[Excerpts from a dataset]
# # # # #

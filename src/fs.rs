/*
 * SPDX-License-Identifier: GPL-3.0-or-later
 * More licensing information can be found in the project LICENSE file
 * Author: Harshit Jain
 * Email: reach@harsh1998.dev
 */
use crate::error::AppError;
use crate::templates::TemplateEngine;
use chrono::{DateTime, Local};
use log::debug;
use std::fs::{self, Metadata};
use std::io;
use std::path::Path;
use std::time::SystemTime;

/// One child of a listed directory.
#[derive(Debug, Clone, PartialEq, Eq)]
pub enum DirEntryInfo {
    File {
        name: String,
        size: u64,
        created: Option<SystemTime>,
    },
    /// `children` is `None` when the subdirectory could not be read.
    Directory {
        name: String,
        children: Option<usize>,
        created: Option<SystemTime>,
    },
    /// Sockets, devices, fifos, broken symlinks.
    Other { name: String },
}

impl DirEntryInfo {
    pub fn name(&self) -> &str {
        match self {
            DirEntryInfo::File { name, .. }
            | DirEntryInfo::Directory { name, .. }
            | DirEntryInfo::Other { name } => name,
        }
    }

    /// Classifies a directory child. Symlinks are followed; anything whose
    /// metadata is unreadable ends up as `Other`.
    pub fn classify(path: &Path, name: String) -> Self {
        match fs::metadata(path) {
            Ok(metadata) if metadata.is_file() => DirEntryInfo::File {
                name,
                size: metadata.len(),
                created: created_time(&metadata),
            },
            Ok(metadata) if metadata.is_dir() => DirEntryInfo::Directory {
                name,
                children: count_children(path),
                created: created_time(&metadata),
            },
            _ => DirEntryInfo::Other { name },
        }
    }
}

fn created_time(metadata: &Metadata) -> Option<SystemTime> {
    metadata.created().or_else(|_| metadata.modified()).ok()
}

fn count_children(path: &Path) -> Option<usize> {
    match fs::read_dir(path) {
        Ok(entries) => Some(entries.count()),
        Err(e) => {
            debug!("Cannot list '{}': {e}", path.display());
            None
        }
    }
}

/// Reads the immediate children of `path`: directories first, then files,
/// then everything else. Each group is sorted by name.
pub fn read_listing(path: &Path) -> io::Result<Vec<DirEntryInfo>> {
    let mut directories = Vec::new();
    let mut files = Vec::new();
    let mut others = Vec::new();

    for entry in fs::read_dir(path)? {
        let entry = match entry {
            Ok(entry) => entry,
            Err(e) => {
                debug!("Skipping unreadable entry in '{}': {e}", path.display());
                continue;
            }
        };
        let name = entry.file_name().to_string_lossy().into_owned();
        match DirEntryInfo::classify(&entry.path(), name) {
            info @ DirEntryInfo::Directory { .. } => directories.push(info),
            info @ DirEntryInfo::File { .. } => files.push(info),
            info @ DirEntryInfo::Other { .. } => others.push(info),
        }
    }

    for group in [&mut directories, &mut files, &mut others] {
        group.sort_by(|a, b| a.name().cmp(b.name()));
    }

    directories.extend(files);
    directories.extend(others);
    Ok(directories)
}

/// Lists `path` and renders the HTML page for it.
pub fn generate_directory_listing(
    path: &Path,
    relative: &str,
    base_url: &str,
) -> Result<String, AppError> {
    debug!("Generating directory listing for: '{}'", path.display());
    let entries = read_listing(path)?;
    TemplateEngine::new().render_directory_listing(relative, base_url, &entries)
}

/// Format file size with binary units: `512 B`, `2.00 K`, `1.00 M`, `1.00 G`.
pub fn format_file_size(size: u64) -> String {
    const UNITS: &[&str] = &["K", "M", "G"];
    const THRESHOLD: f64 = 1024.0;

    if size < 1024 {
        return format!("{size} B");
    }

    let mut size_f = size as f64 / THRESHOLD;
    let mut unit_index = 0;
    while size_f >= THRESHOLD && unit_index < UNITS.len() - 1 {
        size_f /= THRESHOLD;
        unit_index += 1;
    }
    format!("{:.2} {}", size_f, UNITS[unit_index])
}

/// Local-time rendering of an entry timestamp, `-` when unknown.
pub fn format_timestamp(time: Option<SystemTime>) -> String {
    match time {
        Some(time) => DateTime::<Local>::from(time)
            .format("%d-%m-%Y %H:%M:%S")
            .to_string(),
        None => "-".to_string(),
    }
}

# # # # #

The response has to give back every record verbatim.

filename src/fs.rs
/*
 * SPDX-License-Identifier: GPL-3.0-or-later
 * More licensing information can be found in the project LICENSE file
 * Author: Harshit Jain
 * Email: reach@harsh1998.dev
 */
use crate::error::AppError;
use crate::templates::TemplateEngine;
use chrono::{DateTime, Local};
use log::debug;
use std::fs::{self, Metadata};
use std::io;
use std::path::Path;
use std::time::SystemTime;

/// One child of a listed directory.
#[derive(Debug, Clone, PartialEq, Eq)]
pub enum DirEntryInfo {
    File {
        name: String,
        size: u64,
        created: Option<SystemTime>,
    },
    /// `children` is `None` when the subdirectory could not be read.
    Directory {
        name: String,
        children: Option<usize>,
        created: Option<SystemTime>,
    },
    /// Sockets, devices, fifos, broken symlinks.
    Other { name: String },
}

impl DirEntryInfo {
    pub fn name(&self) -> &str {
        match self {
            DirEntryInfo::File { name, .. }
            | DirEntryInfo::Directory { name, .. }
            | DirEntryInfo::Other { name } => name,
        }
    }

    /// Classifies a directory child. Symlinks are followed; anything whose
    /// metadata is unreadable ends up as `Other`.
    pub fn classify(path: &Path, name: String) -> Self {
        match fs::metadata(path) {
            Ok(metadata) if metadata.is_file() => DirEntryInfo::File {
                name,
                size: metadata.len(),
                created: created_time(&metadata),
            },
            Ok(metadata) if metadata.is_dir() => DirEntryInfo::Directory {
                name,
                children: count_children(path),
                created: created_time(&metadata),
            },
            _ => DirEntryInfo::Other { name },
        }
    }
}

fn created_time(metadata: &Metadata) -> Option<SystemTime> {
    metadata.created().or_else(|_| metadata.modified()).ok()
}

fn count_children(path: &Path) -> Option<usize> {
    match fs::read_dir(path) {
        Ok(entries) => Some(entries.count()),
        Err(e) => {
            debug!("Cannot list '{}': {e}", path.display());
            None
        }
    }
}

/// Reads the immediate children of `path`: directories first, then files,
/// then everything else. Each group is sorted by name.
pub fn read_listing(path: &Path) -> io::Result<Vec<DirEntryInfo>> {
    let mut directories = Vec::new();
    let mut files = Vec::new();
    let mut others = Vec::new();

    for entry in fs::read_dir(path)? {
        let entry = match entry {
            Ok(entry) => entry,
            Err(e) => {
                debug!("Skipping unreadable entry in '{}': {e}", path.display());
                continue;
            }
        };
        let name = entry.file_name().to_string_lossy().into_owned();
        match DirEntryInfo::classify(&entry.path(), name) {
            info @ DirEntryInfo::Directory { .. } => directories.push(info),
            info @ DirEntryInfo::File { .. } => files.push(info),
            info @ DirEntryInfo::Other { .. } => others.push(info),
        }
    }

    for group in [&mut directories, &mut files, &mut others] {
        group.sort_by(|a, b| a.name().cmp(b.name()));
    }

    directories.extend(files);
    directories.extend(others);
    Ok(directories)
}

/// Lists `path` and renders the HTML page for it.
pub fn generate_directory_listing(
    path: &Path,
    relative: &str,
    base_url: &str,
) -> Result<String, AppError> {
    debug!("Generating directory listing for: '{}'", path.display());
    let entries = read_listing(path)?;
    TemplateEngine::new().render_directory_listing(relative, base_url, &entries)
}

/// Format file size with binary units: `512 B`, `2.00 K`, `1.00 M`, `1.00 G`.
pub fn format_file_size(size: u64) -> String {
    const UNITS: &[&str] = &["K", "M", "G"];
    const THRESHOLD: f64 = 1024.0;

    if size < 1024 {
        return format!("{size} B");
    }

    let mut size_f = size as f64 / THRESHOLD;
    let mut unit_index = 0;
    while size_f >= THRESHOLD && unit_index < UNITS.len() - 1 {
        size_f /= THRESHOLD;
        unit_index += 1;
    }
    format!("{:.2} {}", size_f, UNITS[unit_index])
}

/// Local-time rendering of an entry timestamp, `-` when unknown.
pub fn format_timestamp(time: Option<SystemTime>) -> String {
    match time {
        Some(time) => DateTime::<Local>::from(time)
            .format("%d-%m-%Y %H:%M:%S")
            .to_string(),
        None => "-".to_string(),
    }
}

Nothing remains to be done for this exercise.